My devotional 8/7/17
How to Handle Rejection by Shana Schutte
Excerpt
Have you noticed
sometimes God will allow us to be exposed to the very thing that frightens us
so we will realize we are not victims, but instead can be victors? This is how
it was for me with rejection.
Twenty-five years ago possible rejection was the relational difficulty
that terrified me, whether with a romantic interest or friend, so I tried to
avoid it at all costs by people pleasing—which of course, didn’t work.
Much to my horror, God
didn’t shield me from rejection like I hoped.
Instead, it seemed like someone was tossing me aside every time I turned
a corner. It wasn’t fun! One day I woke
up and realized what I thought would destroy me, hadn’t! The result was what I
believe God had in mind: freedom from
the fear of rejection.
I have struggled with this my entire life as well. I put up
a brave and tough front and I think over the years I have probably become a
little jaded and used to it. I know psychologists would say it stems from being
rejected by my biological father at a young age. He and my mom divorced when I
was very young. He had visitation every other weekend but his lifestyle of
drugs, loose women, fast and hard living often kept him away (which turned out
to be a good thing in the long run because I was never exposed to certain
things like my half-sister was). But I remember as a little girl sitting and
waiting on him to pick me up for a visit and he would call hours later to back
out of our plans, if he bothered calling at all. Then I would cry myself to
sleep wondering why my daddy didn’t want me.

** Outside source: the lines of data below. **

//! Hub 客户端模块
//!
//! 管理界面使用的操作：列出、创建、删除 StreamlitApp，以及删除应用的 Pod 以强制重启。
//! 创建时用户填写的附加规范（YAML）会深度合并到基础规范上，合并结果在提交前先做一次校验。

use std::sync::Arc;

use k8s_openapi::api::core::v1::Pod;
use kube::{
    api::{Api, DeleteParams, ListParams, PostParams},
    Client, ResourceExt,
};
use serde_json::{json, Map, Value};
use streamlit_common::{deep_merge, StreamlitAppSpec};
use tracing::info;

use crate::config::OperatorConfig;
use crate::crd::{RawAppSpec, StreamlitApp};
use crate::error::{OperatorError, Result};

/// 新建应用请求
#[derive(Debug, Clone, Default, PartialEq, Eq)]
pub struct NewAppRequest {
    pub name: String,
    pub repo: String,
    pub git_ref: String,
    pub code_dir: String,
    /// 附加规范（YAML 映射），可为空
    pub additional_spec: String,
}

/// 解析附加规范，空文本或 `null` 视为空映射
pub fn parse_additional_spec(yaml: &str) -> Result<Value> {
    if yaml.trim().is_empty() {
        return Ok(Value::Object(Map::new()));
    }

    match serde_yaml::from_str::<Value>(yaml)? {
        Value::Null => Ok(Value::Object(Map::new())),
        value @ Value::Object(_) => Ok(value),
        _ => Err(OperatorError::InvalidRequest(
            "附加规范必须是 YAML 映射".to_string(),
        )),
    }
}

/// 由请求构造 StreamlitApp
pub fn build_app(request: &NewAppRequest, namespace: &str) -> Result<StreamlitApp> {
    for (field, value) in [
        ("name", &request.name),
        ("repo", &request.repo),
        ("ref", &request.git_ref),
        ("codeDir", &request.code_dir),
    ] {
        if value.trim().is_empty() {
            return Err(OperatorError::InvalidRequest(format!("{} 不能为空", field)));
        }
    }

    let mut spec = json!({
        "repo": request.repo,
        "ref": request.git_ref,
        "codeDir": request.code_dir,
    });
    deep_merge(&mut spec, parse_additional_spec(&request.additional_spec)?);
    StreamlitAppSpec::from_payload(Some(&spec))?;

    let fields = match spec {
        Value::Object(fields) => fields,
        _ => return Err(OperatorError::InvalidRequest("规范必须是映射".to_string())),
    };

    let mut app = StreamlitApp::new(&request.name, RawAppSpec { fields });
    app.metadata.namespace = Some(namespace.to_string());
    Ok(app)
}

/// Hub 客户端
pub struct HubClient {
    apps: Api<StreamlitApp>,
    pods: Api<Pod>,
    config: Arc<OperatorConfig>,
}

impl HubClient {
    pub fn new(client: Client, config: Arc<OperatorConfig>) -> Self {
        Self {
            apps: Api::namespaced(client.clone(), &config.namespace),
            pods: Api::namespaced(client, &config.namespace),
            config,
        }
    }

    /// 列出命名空间中的全部应用名称
    pub async fn list_app_names(&self) -> Result<Vec<String>> {
        let apps = self.apps.list(&ListParams::default()).await?;
        Ok(apps.items.iter().map(|app| app.name_any()).collect())
    }

    /// 创建应用
    pub async fn create_app(&self, request: &NewAppRequest) -> Result<StreamlitApp> {
        let app = build_app(request, &self.config.namespace)?;
        let created = self.apps.create(&PostParams::default(), &app).await?;
        info!("已创建 StreamlitApp {}", created.name_any());
        Ok(created)
    }

    /// 删除应用，子资源按前台级联方式回收
    pub async fn delete_app(&self, name: &str) -> Result<()> {
        self.apps.delete(name, &DeleteParams::foreground()).await?;
        info!("已删除 StreamlitApp {}", name);
        Ok(())
    }

    /// 删除应用的全部 Pod，由 Deployment 重新拉起，返回删除的数量
    pub async fn restart_app(&self, name: &str) -> Result<usize> {
        let selector = format!("app={}", name);
        let pods = self.pods.list(&ListParams::default().labels(&selector)).await?;

        for pod in &pods.items {
            self.pods
                .delete(&pod.name_any(), &DeleteParams::foreground())
                .await?;
            info!("已删除 Pod {}", pod.name_any());
        }

        Ok(pods.items.len())
    }

    /// 应用的访问地址
    pub fn app_url(&self, name: &str) -> String {
        format!("https://{}", self.config.identity_for(name).dns_name)
    }
}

Today, when someone backs out on plans we have, for whatever
reasons, those feelings of rejection come back.
I’m mature enough to know that in this world, not everyone is
going to like me. I’m okay with that. Really I am. What I’m not okay with and
probably never will be is the fear that others have of rejecting me. Maybe they
don’t want to hurt my feelings. Maybe they just don’t have the courage to say
what they really think and feel. Maybe they don’t even know. But what I can’t
tolerate is someone telling me one thing and behaving another. It confuses me,
makes me anxious and strikes up those old feelings of fear in me.
Yet, I’ve had to get used to it because apparently most
people these days just can’t be straight with others. All I can do is what His
word says, “as far as it depends on you, live in peace with others”. That
doesn’t mean accepting their bad behavior.
Most likely, I’ll tell people what I think about it. But then I let it
go. That doesn’t mean it doesn’t bother me that people are like this. I’m sure
at times I probably come off this way to some, too. But we try. I believe we
can all be honest with each other and not be intentionally hurtful. But it takes
effort that some just don’t want to put in.